(Stored data entries)
======
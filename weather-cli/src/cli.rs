use anyhow::{Context, Result, bail};
use chrono::Local;
use clap::{Args, Parser, Subcommand};
use inquire::{InquireError, Password, PasswordDisplayMode, Text};
use tracing::debug;
use weather_core::{
    Config, Coordinates, Dashboard, FixedPosition, GeolocationSource, NoGeolocation,
};

use crate::render::render;

/// Top-level CLI struct.
#[derive(Debug, Parser)]
#[command(name = "weather", version, about = "Weather dashboard")]
pub struct Cli {
    #[command(subcommand)]
    pub command: Command,
}

#[derive(Debug, Subcommand)]
pub enum Command {
    /// Store the OpenWeather API key and location defaults.
    Configure,

    /// Show the dashboard once and exit.
    Show {
        /// City to search for; without it your location (or the fallback city) is used.
        city: Option<String>,

        #[command(flatten)]
        location: LocationArgs,
    },

    /// Show the dashboard, then keep prompting for cities to search.
    Dashboard {
        #[command(flatten)]
        location: LocationArgs,
    },
}

#[derive(Debug, Args)]
pub struct LocationArgs {
    /// Latitude of your position.
    #[arg(long, requires = "lon", allow_negative_numbers = true)]
    pub lat: Option<f64>,

    /// Longitude of your position.
    #[arg(long, requires = "lat", allow_negative_numbers = true)]
    pub lon: Option<f64>,

    /// Act as if location access was refused.
    #[arg(long, conflicts_with_all = ["lat", "lon"])]
    pub no_geolocation: bool,
}

impl LocationArgs {
    /// Flags win over the configured location.
    pub fn geolocation(&self, config: &Config) -> Box<dyn GeolocationSource> {
        if self.no_geolocation {
            return Box::new(NoGeolocation { denied: true });
        }

        let from_flags = self.lat.zip(self.lon).map(|(lat, lon)| Coordinates::new(lat, lon));
        match from_flags.or(config.location) {
            Some(coords) => Box::new(FixedPosition(coords)),
            None => Box::new(NoGeolocation::default()),
        }
    }
}

impl Cli {
    pub async fn run(self) -> Result<()> {
        match self.command {
            Command::Configure => configure(),
            Command::Show { city, location } => show(city, &location).await,
            Command::Dashboard { location } => interactive(&location).await,
        }
    }
}

fn configure() -> Result<()> {
    let path = Config::config_file_path()?;
    let mut config = Config::load_from(&path)?;

    let mut key_prompt = Password::new("OpenWeather API key:")
        .without_confirmation()
        .with_display_mode(PasswordDisplayMode::Masked);
    if config.api_key().is_some() {
        key_prompt = key_prompt.with_help_message("Leave blank to keep the current key");
    }
    let api_key = key_prompt.prompt()?;
    if !api_key.trim().is_empty() {
        config.api_key = Some(api_key.trim().to_string());
    }
    config.require_api_key()?;

    let current_location = config
        .location
        .map(|c| format!("{},{}", c.latitude, c.longitude))
        .unwrap_or_default();
    let location = Text::new("Your location as \"lat,lon\" (blank for none):")
        .with_initial_value(&current_location)
        .prompt()?;
    config.location = parse_coordinates(&location)?;

    let fallback = Text::new("City to show when your location is unknown:")
        .with_default(&config.fallback_city)
        .prompt()?;
    if !fallback.trim().is_empty() {
        config.fallback_city = fallback.trim().to_string();
    }

    let saved = config.save()?;
    println!("Configuration saved to {}", saved.display());

    Ok(())
}

async fn show(city: Option<String>, location: &LocationArgs) -> Result<()> {
    let config = Config::load()?;
    let dashboard = Dashboard::from_config(&config)?;

    match city {
        Some(city) => dashboard.search(city).await,
        None => dashboard.load_initial(&*location.geolocation(&config)).await,
    }

    print!("{}", render(&dashboard.snapshot().await, Local::now()));
    Ok(())
}

async fn interactive(location: &LocationArgs) -> Result<()> {
    let config = Config::load()?;
    let dashboard = Dashboard::from_config(&config)?;
    debug!(policy = ?dashboard.race_policy(), "starting interactive dashboard");

    dashboard.load_initial(&*location.geolocation(&config)).await;
    print!("{}", render(&dashboard.snapshot().await, Local::now()));

    loop {
        let input = tokio::task::spawn_blocking(|| {
            Text::new("Enter city name:").with_help_message("Esc to quit").prompt_skippable()
        })
        .await
        .context("search prompt crashed")?;

        let city = match input {
            Ok(Some(city)) => city,
            Ok(None) | Err(InquireError::OperationInterrupted) => break,
            Err(err) => return Err(err.into()),
        };

        dashboard.search(city).await;
        println!();
        print!("{}", render(&dashboard.snapshot().await, Local::now()));
    }

    Ok(())
}

/// Parse `"lat,lon"`; blank input means no location.
fn parse_coordinates(input: &str) -> Result<Option<Coordinates>> {
    let input = input.trim();
    if input.is_empty() {
        return Ok(None);
    }

    let Some((lat, lon)) = input.split_once(',') else {
        bail!("Expected \"lat,lon\", got '{input}'");
    };

    let lat: f64 = lat.trim().parse().with_context(|| format!("Invalid latitude '{lat}'"))?;
    let lon: f64 = lon.trim().parse().with_context(|| format!("Invalid longitude '{lon}'"))?;

    if !(-90.0..=90.0).contains(&lat) || !(-180.0..=180.0).contains(&lon) {
        bail!("Coordinates out of range: {lat},{lon}");
    }

    Ok(Some(Coordinates::new(lat, lon)))
}
impl Dashboard {
    pub fn new(provider: Arc<dyn WeatherProvider>) -> Self {
        Self {
            provider,
            resolver: LocationResolver::default(),
            policy: RacePolicy::default(),
            state: Arc::new(RwLock::new(DashboardState::default())),
            latest_ticket: Arc::new(AtomicU64::new(0)),
        }
    }

    /// OpenWeather-backed dashboard using the configured key, fallback city and race policy.
    pub fn from_config(config: &Config) -> anyhow::Result<Self> {
        let provider = provider_from_config(config)?;

        Ok(Self::new(provider)
            .with_resolver(LocationResolver::new(config.fallback_city.clone()))
            .with_race_policy(config.race_policy))
    }

    pub fn with_resolver(mut self, resolver: LocationResolver) -> Self {
        self.resolver = resolver;
        self
    }

    pub fn with_race_policy(mut self, policy: RacePolicy) -> Self {
        self.policy = policy;
        self
    }

    pub fn race_policy(&self) -> RacePolicy {
        self.policy
    }

    pub async fn snapshot(&self) -> DashboardState {
        self.state.read().await.clone()
    }

    /// First load: locate the user (or fall back) and fetch weather for that place.
    #[instrument(skip(self))]
    pub async fn load_initial(&self, source: &dyn GeolocationSource) {
        let locator = self.resolver.resolve(source).await;
        self.fetch_weather(locator).await;
    }

    pub async fn set_search_text(&self, text: impl Into<String>) {
        self.state.write().await.search_text = text.into();
    }

    /// Search for the pending search text.
    ///
    /// Blank input only sets a validation message; no request is made and the
    /// text is left as typed.
    #[instrument(skip(self))]
    pub async fn submit_search(&self) {
        let query = {
            let mut state = self.state.write().await;
            let query = state.search_text.trim().to_string();
            if query.is_empty() {
                state.error_message = Some(MSG_EMPTY_SEARCH.to_string());
                return;
            }
            state.search_text.clear();
            query
        };

        info!(%query, "searching by city name");
        self.fetch_weather(Locator::ByName(query)).await;
    }

    pub async fn search(&self, text: impl Into<String>) {
        self.set_search_text(text).await;
        self.submit_search().await;
    }

    /// Fetch current weather for `locator`, then its forecast.
    ///
    /// On failure the previous weather and forecast stay as they were and only
    /// the error message changes.
    #[instrument(skip(self))]
    pub async fn fetch_weather(&self, locator: Locator) {
        let ticket = self.latest_ticket.fetch_add(1, Ordering::SeqCst) + 1;

        {
            let mut state = self.state.write().await;
            state.is_loading = true;
            state.error_message = None;
        }

        let result = self.provider.current_weather(&locator).await;

        let coordinates = {
            let mut state = self.state.write().await;
            if self.is_superseded(ticket) {
                debug!(ticket, "dropping superseded current weather response");
                return;
            }

            state.is_loading = false;
            match result {
                Ok(current) => {
                    let coordinates = current.coordinates;
                    state.current = Some(current);
                    state.error_message = None;
                    coordinates
                }
                Err(err) => {
                    warn!(error = %err, %locator, "current weather request failed");
                    state.error_message = Some(err.user_message().to_string());
                    return;
                }
            }
        };

        self.fetch_forecast(coordinates, ticket).await;
    }

    async fn fetch_forecast(&self, coordinates: Coordinates, ticket: u64) {
        let result = self.provider.forecast(coordinates).await;
        let summary = result.map(|records| summarize(&records, &Local));

        let mut state = self.state.write().await;
        if self.is_superseded(ticket) {
            debug!(ticket, "dropping superseded forecast response");
            return;
        }

        match summary {
            Ok(Forecast { hourly, daily }) => {
                state.hourly = hourly;
                state.daily = daily;
            }
            Err(err) => {
                warn!(error = %err, %coordinates, "forecast request failed");
                state.error_message = Some(MSG_FORECAST_FAILED.to_string());
            }
        }
    }

    fn is_superseded(&self, ticket: u64) -> bool {
        match self.policy {
            RacePolicy::LastResponseWins => false,
            RacePolicy::LatestRequestWins => self.latest_ticket.load(Ordering::SeqCst) != ticket,
        }
    }
}
use thiserror::Error;

pub const MSG_CITY_NOT_FOUND: &str = "City not found. Please check spelling.";
pub const MSG_INVALID_API_KEY: &str = "Invalid API key.";
pub const MSG_WEATHER_FAILED: &str = "Failed to load weather data.";
pub const MSG_FORECAST_FAILED: &str = "Failed to load forecast data.";
pub const MSG_EMPTY_SEARCH: &str = "Please enter a city name.";

/// Failures talking to the weather provider.
#[derive(Debug, Error)]
pub enum WeatherError {
    #[error("location not found by provider")]
    NotFound,

    #[error("provider rejected the API key")]
    Unauthorized,

    #[error("provider request failed with status {status}: {body}")]
    Status { status: u16, body: String },

    #[error("failed to reach provider: {0}")]
    Transport(#[from] reqwest::Error),

    #[error("failed to decode provider response: {0}")]
    Decode(String),
}

impl WeatherError {
    /// Message shown to the user when the current-weather request fails.
    pub fn user_message(&self) -> &'static str {
        match self {
            WeatherError::NotFound => MSG_CITY_NOT_FOUND,
            WeatherError::Unauthorized => MSG_INVALID_API_KEY,
            _ => MSG_WEATHER_FAILED,
        }
    }
}

impl From<serde_json::Error> for WeatherError {
    fn from(err: serde_json::Error) -> Self {
        WeatherError::Decode(err.to_string())
    }
}

/// Why the geolocation source could not produce a position.
#[derive(Debug, Clone, PartialEq, Eq, Error)]
pub enum LocationError {
    #[error("location permission denied")]
    PermissionDenied,
    #[error("location service unavailable")]
    Unavailable,
}
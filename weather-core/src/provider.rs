use crate::{
    Config,
    error::WeatherError,
    model::{Coordinates, CurrentWeather, ForecastRecord, Locator},
    provider::openweather::OpenWeatherProvider,
};
use async_trait::async_trait;
use std::{fmt::Debug, sync::Arc};

pub mod openweather;

#[async_trait]
pub trait WeatherProvider: Send + Sync + Debug {
    async fn current_weather(&self, locator: &Locator) -> Result<CurrentWeather, WeatherError>;

    /// The provider's flat list of 3-hour records, oldest first.
    async fn forecast(&self, coordinates: Coordinates) -> Result<Vec<ForecastRecord>, WeatherError>;
}

/// Construct the OpenWeather provider from config.
pub fn provider_from_config(config: &Config) -> anyhow::Result<Arc<dyn WeatherProvider>> {
    let api_key = config.require_api_key()?;

    let provider = OpenWeatherProvider::new(api_key.to_owned()).with_base_url(&config.base_url);

    Ok(Arc::new(provider))
}
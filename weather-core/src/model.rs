use chrono::{DateTime, Utc};
use serde::{Deserialize, Serialize};

/// A latitude/longitude pair in decimal degrees.
#[derive(Debug, Clone, Copy, PartialEq, Serialize, Deserialize)]
pub struct Coordinates {
    pub latitude: f64,
    pub longitude: f64,
}

impl Coordinates {
    pub fn new(latitude: f64, longitude: f64) -> Self {
        Self { latitude, longitude }
    }
}

impl std::fmt::Display for Coordinates {
    fn fmt(&self, f: &mut std::fmt::Formatter<'_>) -> std::fmt::Result {
        write!(f, "{:.4}, {:.4}", self.latitude, self.longitude)
    }
}

/// How a location is identified to the provider.
#[derive(Debug, Clone, PartialEq)]
pub enum Locator {
    ByCoordinate(Coordinates),
    ByName(String),
}

impl std::fmt::Display for Locator {
    fn fmt(&self, f: &mut std::fmt::Formatter<'_>) -> std::fmt::Result {
        match self {
            Locator::ByCoordinate(coords) => write!(f, "({coords})"),
            Locator::ByName(name) => f.write_str(name),
        }
    }
}

/// Current conditions, already shaped for display.
#[derive(Debug, Clone, PartialEq, Serialize, Deserialize)]
pub struct CurrentWeather {
    /// "{name}, {country code}", e.g. "Delhi, IN".
    pub location_label: String,
    pub temperature_celsius: f64,
    pub description: String,
    pub icon_url: String,
    /// Where the provider resolved the locator to; the forecast is fetched for these.
    pub coordinates: Coordinates,
}

/// One 3-hour-interval record as returned by the forecast endpoint.
#[derive(Debug, Clone, PartialEq, Serialize, Deserialize)]
pub struct ForecastRecord {
    pub timestamp: DateTime<Utc>,
    pub temperature_max: f64,
    pub temperature_min: f64,
    pub description: String,
}

/// A forecast record with its display label (a time for hourly rows, a date for daily rows).
#[derive(Debug, Clone, PartialEq, Serialize, Deserialize)]
pub struct ForecastEntry {
    pub label: String,
    pub timestamp: DateTime<Utc>,
    pub temperature_max: f64,
    pub temperature_min: f64,
    pub description: String,
}

#[derive(Debug, Clone, Default, PartialEq, Serialize, Deserialize)]
pub struct Forecast {
    pub hourly: Vec<ForecastEntry>,
    pub daily: Vec<ForecastEntry>,
}
//! Dashboard task: the single owner of the state store at runtime.
//!
//! Each loop iteration `select3` waits for, in priority order:
//! 1) the shutdown signal, which ends the loop and drops the ticker,
//! 2) an intent from the UI, applied through the intent handlers,
//! 3) the next ticker deadline, which advances the random walk.
//!
//! Every change is published to the UI as a full snapshot. Publishing uses
//! `try_send`; when the UI is not draining, snapshots are dropped and the
//! next change carries the complete state again.
//!
//! Deadlines come from a `TickSource`. The task uses an `embassy_time::Ticker`;
//! anything else that resolves once per period can drive the loop.

use embassy_futures::select::{Either3, select3};
use embassy_sync::blocking_mutex::raw::CriticalSectionRawMutex;
use embassy_sync::channel::{Receiver, Sender, TrySendError};
use embassy_time::Ticker;
use rand::Rng;
use rand::SeedableRng;
use rand::rngs::StdRng;

use super::store::StateStore;
use super::ticker::tick;
use super::types::{INTENT_QUEUE_SIZE, Intent, IntentReceiver, STATE_UPDATE_QUEUE_SIZE, ShutdownSignal, StateUpdateSender, SystemState};
use crate::config::DashboardConfig;

/// Embassy entry point. Owns a fresh store seeded from entropy and runs until
/// `shutdown` is raised.
#[embassy_executor::task]
pub async fn dashboard_task(config: DashboardConfig, updates: StateUpdateSender, intents: IntentReceiver, shutdown: &'static ShutdownSignal) {
    let mut rng = StdRng::from_entropy();
    let ticker = Ticker::every(config.tick_interval());
    let final_state = run_dashboard(StateStore::new(SystemState::default()), &config, &mut rng, ticker, updates, intents, shutdown).await;
    log::info!(
        "Dashboard task stopped (power: {}, position: ({}, {}))",
        final_state.power,
        final_state.position.x,
        final_state.position.y
    );
}

/// Periodic deadline driving the simulation ticker.
pub trait TickSource {
    /// Resolves when the next tick is due.
    fn next_tick(&mut self) -> impl Future<Output = ()>;
}

impl TickSource for Ticker {
    fn next_tick(&mut self) -> impl Future<Output = ()> {
        self.next()
    }
}

/// Run the dashboard loop until `shutdown` is signalled and return the last
/// state.
///
/// # Parameters
///
/// * `store` - State owned by the loop for its whole lifetime
/// * `config` - Move step and perturbation spreads
/// * `rng` - Random source for the telemetry walk
/// * `ticks` - Tick deadlines; dropped when the loop ends
/// * `updates` - Snapshot channel towards the UI, written with `try_send`
/// * `intents` - Intent channel from the UI, consumed in FIFO order
/// * `shutdown` - Ends the loop; takes priority over pending intents and ticks
pub async fn run_dashboard<R: Rng, T: TickSource>(
    mut store: StateStore,
    config: &DashboardConfig,
    rng: &mut R,
    mut ticks: T,
    updates: Sender<'_, CriticalSectionRawMutex, SystemState, STATE_UPDATE_QUEUE_SIZE>,
    intents: Receiver<'_, CriticalSectionRawMutex, Intent, INTENT_QUEUE_SIZE>,
    shutdown: &ShutdownSignal,
) -> SystemState {
    log::info!("Dashboard task started, tick interval {} ms", config.tick_interval_ms);
    publish(&updates, store.get());

    loop {
        match select3(shutdown.wait(), intents.receive(), ticks.next_tick()).await {
            Either3::First(()) => {
                log::info!("Shutdown requested, stopping simulation ticker");
                break;
            }
            Either3::Second(intent) => {
                let before = store.get();
                if !intent.is_allowed(&before) {
                    log::debug!("Ignoring {:?}: power is off", intent);
                    continue;
                }
                let after = store.apply(|s| intent.apply(s, config.move_step));
                if before.power != after.power {
                    log::info!("Main power {}", if after.power { "ON" } else { "OFF" });
                } else {
                    log::debug!("Applied {:?}", intent);
                }
                if after != before {
                    publish(&updates, after);
                }
            }
            Either3::Third(()) => {
                let after = store.apply(|s| tick(s, &config.spreads, rng));
                log::trace!("Tick {} pressures {:?}", after.pulse, after.pressures);
                publish(&updates, after);
            }
        }
    }

    store.get()
}

fn publish(updates: &Sender<'_, CriticalSectionRawMutex, SystemState, STATE_UPDATE_QUEUE_SIZE>, state: SystemState) {
    if let Err(TrySendError::Full(_)) = updates.try_send(state) {
        log::debug!("State update queue full, dropping snapshot");
    }
}

/// Cancels the dashboard task when dropped.
///
/// Held by whoever owns the dashboard's lifetime (the UI), so closing the
/// window stops the ticker even on an early return.
pub struct ShutdownGuard {
    signal: &'static ShutdownSignal,
}

impl ShutdownGuard {
    pub fn new(signal: &'static ShutdownSignal) -> Self {
        Self { signal }
    }

    /// Request shutdown now. Repeated calls are harmless.
    pub fn shutdown(&self) {
        self.signal.signal(());
    }
}

impl Drop for ShutdownGuard {
    fn drop(&mut self) {
        self.shutdown();
    }
}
======
### ABOUT THIS TASK
Find the word "power" in the entries. Copy each line that holds it.

### COMPLETED TASK
        "Dashboard task stopped (power: {}, position: ({}, {}))",
        final_state.power,
                    log::debug!("Ignoring {:?}: power is off", intent);
                if before.power != after.power {
                    log::info!("Main power {}", if after.power { "ON" } else { "OFF" });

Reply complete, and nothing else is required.